2018-04-03 | 東京探訪・隅田川の橋

 さらに上流に進もう。白髭橋が見えてくる。ただ、工事中で橋がカバーで覆われている。アーチのすっきりした姿が見えないのが残念、

 この橋も厩橋と同様に地元有志が基金を募って架けられた民間の橋だった。1914年完成で、当時の通行料は一人一銭だったという。

 ここも関東大震災で破壊され、その後東京府が買い取って現在の橋に架け替えられた。
 橋が出来る前は、平安期に設けられた隅田川最古の渡し「橋場の渡し」があり、伊勢物語の在原業平が渡ったとされる渡しはここだったというのが有力だ。

 この付近からも東京スカイツリーの全体がすっきりと見渡される。

 司馬遼太郎は著書「街道をゆく」の本所深川編で、この白髭橋について触れている。

 源頼朝は1180年に挙兵したが、石橋山で平家に敗れた。

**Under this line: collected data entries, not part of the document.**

#[cfg(test)]
mod tests {
    use proptest::prelude::*;

    use super::*;

    fn volcano(name: &str) -> Volcano {
        Volcano {
            name: name.to_string(),
            country: "Nowhere".to_string(),
            kind: "Stratovolcano".to_string(),
            year: Some(1900),
            latitude: 10.0,
            vei: 3,
            elevation: 1000.0,
            ..Default::default()
        }
    }

    fn with_deaths(name: &str, deaths: Option<u64>) -> Volcano {
        Volcano {
            deaths,
            ..volcano(name)
        }
    }

    fn with_kind(name: &str, kind: &str) -> Volcano {
        Volcano {
            kind: kind.to_string(),
            ..volcano(name)
        }
    }

    fn query(records: Vec<Volcano>) -> VolcanoQuery {
        VolcanoQuery::new(records)
    }

    fn names_of(records: Vec<&Volcano>) -> Vec<&str> {
        records.into_iter().map(|v| v.name.as_str()).collect()
    }

    #[test]
    fn count_matches_records() {
        let q = query(vec![volcano("a"), volcano("b"), volcano("c")]);
        assert_eq!(q.count(), 3);
        assert_eq!(q.records().len(), 3);
        assert!(!q.is_empty());
    }

    #[test]
    fn decade_is_half_open_and_ordered() {
        let years = [1979, 1980, 1985, 1989, 1990, 1982];
        let records = years
            .iter()
            .enumerate()
            .map(|(i, &year)| Volcano {
                year: Some(year),
                ..volcano(&format!("v{i}"))
            })
            .collect();
        let q = query(records);

        let names: Vec<&str> = q
            .erupted_in_decade(1980)
            .into_iter()
            .map(|v| v.name.as_str())
            .collect();
        assert_eq!(names, vec!["v1", "v2", "v3", "v5"]);
        assert_eq!(q.erupted_between(1980, 1990).len(), 4);
        assert!(q.erupted_between(1990, 1980).is_empty());
    }

    #[test]
    fn undated_records_never_match_a_decade() {
        let q = query(vec![
            Volcano { year: None, ..volcano("undated") },
            Volcano { year: Some(0), ..volcano("year zero") },
        ]);
        assert_eq!(names_of(q.erupted_in_decade(0)), vec!["year zero"]);
        assert!(q.erupted_between(i32::MIN, i32::MAX).iter().all(|v| v.year.is_some()));
    }

    #[test]
    fn decade_near_i32_max_saturates() {
        let q = query(vec![
            Volcano { year: Some(i32::MAX - 1), ..volcano("late") },
            Volcano { year: Some(i32::MAX), ..volcano("last") },
        ]);
        assert_eq!(names_of(q.erupted_in_decade(i32::MAX - 3)), vec!["late"]);
        assert!(q.erupted_in_decade(i32::MAX).is_empty());
    }

    #[test]
    fn min_vei_keeps_source_order() {
        let q = query(vec![
            Volcano { vei: 6, ..volcano("Pinatubo") },
            Volcano { vei: 4, ..volcano("Hekla") },
            Volcano { vei: 7, ..volcano("Tambora") },
            Volcano { vei: 5, ..volcano("St. Helens") },
        ]);
        assert_eq!(q.filter_by_min_vei(6), vec!["Pinatubo", "Tambora"]);
        assert_eq!(q.filter_by_min_vei(0).len(), 4);
        assert!(q.filter_by_min_vei(8).is_empty());
    }

    #[test]
    fn most_deadly_treats_unknown_as_zero() {
        let q = query(vec![with_deaths("quiet", None), with_deaths("deadly", Some(100))]);
        assert_eq!(q.most_deadly().map(|v| v.name.as_str()), Some("deadly"));
    }

    #[test]
    fn most_deadly_tie_goes_to_first() {
        let q = query(vec![
            with_deaths("first", Some(50)),
            with_deaths("second", Some(50)),
            with_deaths("third", Some(10)),
        ]);
        assert_eq!(q.most_deadly().map(|v| v.name.as_str()), Some("first"));

        let unknown = query(vec![with_deaths("a", None), with_deaths("b", Some(0))]);
        assert_eq!(unknown.most_deadly().map(|v| v.name.as_str()), Some("a"));
    }

    #[test]
    fn tsunami_percentage_truncates() {
        let mut records = vec![volcano("a"), volcano("b"), volcano("c"), volcano("d")];
        records[2].tsunami = true;
        let q = query(records);
        assert_eq!(q.tsunami_percentage(), Ok(25));
        assert_eq!(q.tsunami_share(), Ok(25.0));

        // 1 of 3 is 33.33..%; the integer form drops the fraction.
        let q = query(vec![
            Volcano { tsunami: true, ..volcano("a") },
            volcano("b"),
            volcano("c"),
        ]);
        assert_eq!(q.tsunami_percentage(), Ok(33));
        let share = q.tsunami_share().unwrap();
        assert!((share - 100.0 / 3.0).abs() < 1e-9);
    }

    #[test]
    fn most_common_type_counts_occurrences() {
        let q = query(vec![
            with_kind("a", "Caldera"),
            with_kind("b", "Stratovolcano"),
            with_kind("c", "Stratovolcano"),
            with_kind("d", "Caldera"),
            with_kind("e", "Stratovolcano"),
        ]);
        assert_eq!(q.most_common_type(), Some("Stratovolcano"));
    }

    #[test]
    fn most_common_type_tie_goes_to_first_seen() {
        let q = query(vec![
            with_kind("a", "Shield volcano"),
            with_kind("b", "Caldera"),
            with_kind("c", "Caldera"),
            with_kind("d", "Shield volcano"),
        ]);
        assert_eq!(q.most_common_type(), Some("Shield volcano"));
    }

    #[test]
    fn country_match_is_exact() {
        let q = query(vec![
            Volcano { country: "Japan".into(), ..volcano("Unzen") },
            Volcano { country: "Japanese Empire".into(), ..volcano("Sakurajima") },
            Volcano { country: "japan".into(), ..volcano("Asama") },
            Volcano { country: "Japan".into(), ..volcano("Fuji") },
        ]);
        assert_eq!(q.count_by_country("Japan"), 2);
        assert_eq!(q.count_by_country("Iceland"), 0);
    }

    #[test]
    fn average_elevation_over_all_records() {
        let q = query(vec![
            Volcano { elevation: 1000.0, ..volcano("a") },
            Volcano { elevation: 3000.0, ..volcano("b") },
            Volcano { elevation: -100.0, ..volcano("c") },
        ]);
        assert_eq!(q.average_elevation(), Ok(1300.0));
    }

    #[test]
    fn distinct_types_first_seen_order() {
        let q = query(vec![
            with_kind("a", "Caldera"),
            with_kind("b", "Stratovolcano"),
            with_kind("c", "Caldera"),
            with_kind("d", "Complex volcano"),
        ]);
        assert_eq!(
            q.distinct_types(),
            vec!["Caldera", "Stratovolcano", "Complex volcano"]
        );
    }

    #[test]
    fn northern_share_excludes_equator() {
        let q = query(vec![
            Volcano { latitude: 19.4, ..volcano("a") },
            Volcano { latitude: 0.0, ..volcano("b") },
            Volcano { latitude: -8.2, ..volcano("c") },
        ]);
        let pct = q.percent_in_northern_hemisphere().unwrap();
        assert!((pct - 100.0 / 3.0).abs() < 1e-9);
    }

    #[test]
    fn complex_filter_needs_every_condition() {
        let matching = Volcano {
            year: Some(1886),
            latitude: -38.2,
            vei: 5,
            ..volcano("Tarawera")
        };
        let q = query(vec![
            matching.clone(),
            Volcano { year: Some(1800), ..matching.clone() },
            Volcano { name: "undated".into(), year: None, ..matching.clone() },
            Volcano { tsunami: true, ..matching.clone() },
            Volcano { latitude: 0.0, ..matching.clone() },
            Volcano { vei: 6, ..matching.clone() },
            Volcano { name: "Puyehue".into(), year: Some(1960), latitude: -40.6, ..matching },
        ]);
        assert_eq!(q.complex_filter(), vec!["Tarawera", "Puyehue"]);
    }

    #[test]
    fn min_elevation_is_inclusive() {
        let q = query(vec![
            Volcano { elevation: 4999.0, ..volcano("low") },
            Volcano { elevation: 5000.0, ..volcano("edge") },
            Volcano { elevation: 5892.0, ..volcano("high") },
        ]);
        assert_eq!(q.filter_by_min_elevation(5000.0), vec!["edge", "high"]);
    }

    #[test]
    fn top_death_agents_dedups_in_rank_order() {
        let q = query(vec![
            Volcano { agents: vec![], ..with_deaths("c", Some(100)) },
            Volcano { agents: vec!["Ash".into()], ..with_deaths("b", Some(300)) },
            Volcano {
                agents: vec!["Ash".into(), "Lava".into()],
                ..with_deaths("a", Some(500))
            },
        ]);
        assert_eq!(q.top_death_agents(DEFAULT_TOP_AGENTS), vec!["Ash", "Lava"]);
    }

    #[test]
    fn top_death_agents_respects_limit_and_stable_ties() {
        let q = query(vec![
            Volcano { agents: vec!["M".into()], ..with_deaths("a", Some(10)) },
            Volcano { agents: vec!["T".into()], ..with_deaths("b", Some(10)) },
            Volcano { agents: vec!["P".into()], ..with_deaths("c", Some(90)) },
            Volcano { agents: vec!["W".into()], ..with_deaths("d", None) },
        ]);
        assert_eq!(q.top_death_agents(2), vec!["P", "M"]);
        assert_eq!(q.top_death_agents(10), vec!["P", "M", "T", "W"]);
        assert!(q.top_death_agents(0).is_empty());
    }

    #[test]
    fn empty_collection_is_explicit() {
        let q = VolcanoQuery::default();
        assert_eq!(q.count(), 0);
        assert!(q.most_deadly().is_none());
        assert!(q.most_common_type().is_none());
        assert!(q.distinct_types().is_empty());
        assert!(q.top_death_agents(10).is_empty());
        assert_eq!(
            q.average_elevation(),
            Err(QueryError::EmptyCollection { operation: "average_elevation" })
        );
        assert!(matches!(
            q.tsunami_percentage(),
            Err(QueryError::EmptyCollection { .. })
        ));
        assert!(q.tsunami_share().is_err());
        assert!(q.percent_in_northern_hemisphere().is_err());
    }

    fn arb_volcano() -> impl Strategy<Value = Volcano> {
        let year = prop::option::weighted(0.9, 1700i32..2020);
        (year, 0u8..=8, -60.0f64..70.0).prop_map(|(year, vei, latitude)| Volcano {
            year,
            vei,
            latitude,
            ..volcano("p")
        })
    }

    proptest! {
        #[test]
        fn raising_min_vei_never_grows(records in prop::collection::vec(arb_volcano(), 0..40), lo in 0u8..=8, hi in 0u8..=8) {
            let (lo, hi) = if lo <= hi { (lo, hi) } else { (hi, lo) };
            let q = query(records);
            prop_assert!(q.filter_by_min_vei(hi).len() <= q.filter_by_min_vei(lo).len());
            let expected = q.records().iter().filter(|v| v.vei >= lo).count();
            prop_assert_eq!(q.filter_by_min_vei(lo).len(), expected);
        }

        #[test]
        fn decade_membership(records in prop::collection::vec(arb_volcano(), 0..40), start in 1700i32..2020) {
            let q = query(records);
            let hits = q.erupted_in_decade(start);
            prop_assert!(hits.len() <= q.count());
            prop_assert!(hits.iter().all(|v| matches!(v.year, Some(y) if y >= start && y < start + 10)));
            let expected = q
                .records()
                .iter()
                .filter(|v| v.year.is_some_and(|y| (start..start + 10).contains(&y)))
                .count();
            prop_assert_eq!(hits.len(), expected);
        }
    }
}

舟で安房の国に一旦逃れ、再び平家に対峙しようとした時、隅田川の水かさが増していた。
 それで舟を横並びにつなげた浮橋を造り、川を渡って武蔵の国に入った。そうして時間をかけていた間に周辺の軍勢が次々と味方に付き、やがて平家を討つ結果となった。
 その舟橋が造られたのが、今の白髭橋あたりだったという。


 橋の西詰にある石浜神社に「名にしおはば・・・」の都鳥の歌碑があると聞いて訪ねてみた。だが、よくわからない。神社の窓口で「あのあたり」とさされた場所でいくつかの石碑を見てみたが、どれも刻まれた文字が薄れていて特定できなかった。

 このいくつかの碑のうちのどれかのようです。

 さらに西側には平賀源内の墓があった。住宅地の中にぽつんと。ここにはもともと総泉寺という寺があり、そこに葬られたのだが、寺が板橋区に移転した。

 ただ、源内の墓だけがここに残されたのだという。源内はエレキテルの発明などで有名だが、1778年誤って2人を殺傷、

 伝馬町の牢屋敷で獄中死している。


 この周辺の川岸を見ても緩やかな護岸と川岸公園的な水に親しめる形が広がっている。このような堤防はスーパー堤防と呼ばれる。
 以前高度成長期の1960年代からは水害防止のため水面から切り立ったコンクリート護岸の堤防=カミソリ堤防=が続々と築かれ、その結果人と川とが完全に分離されてしまった。

 この反省を踏まえて1985年以降は傾斜は緩やかでも決壊しないような幅広い岸辺を設ける現在の堤防方式が採用されて、隅田川でも川と人との交流が各所で見られるようになっている。

 その上流にあるのが水神大橋。こちらも平成になってから架けられたもので(1989年)、中央に大きなアーチがついている。

 東岸にある隅田川神社の別名「水神宮」にちなんだネーミングだ。

 水神大橋の北側、隅田川が大きく西へカーブした先にあるのが千住汐入大橋だ。

 千住地区の再開発によってマンション群が増え、川横断の需要が増したことから、2006年に架けられた新しい橋だ。
 かつては汐入地区と千住曙町の鐘ヶ淵紡績とを結ぶ「汐入の渡し」があったところだ。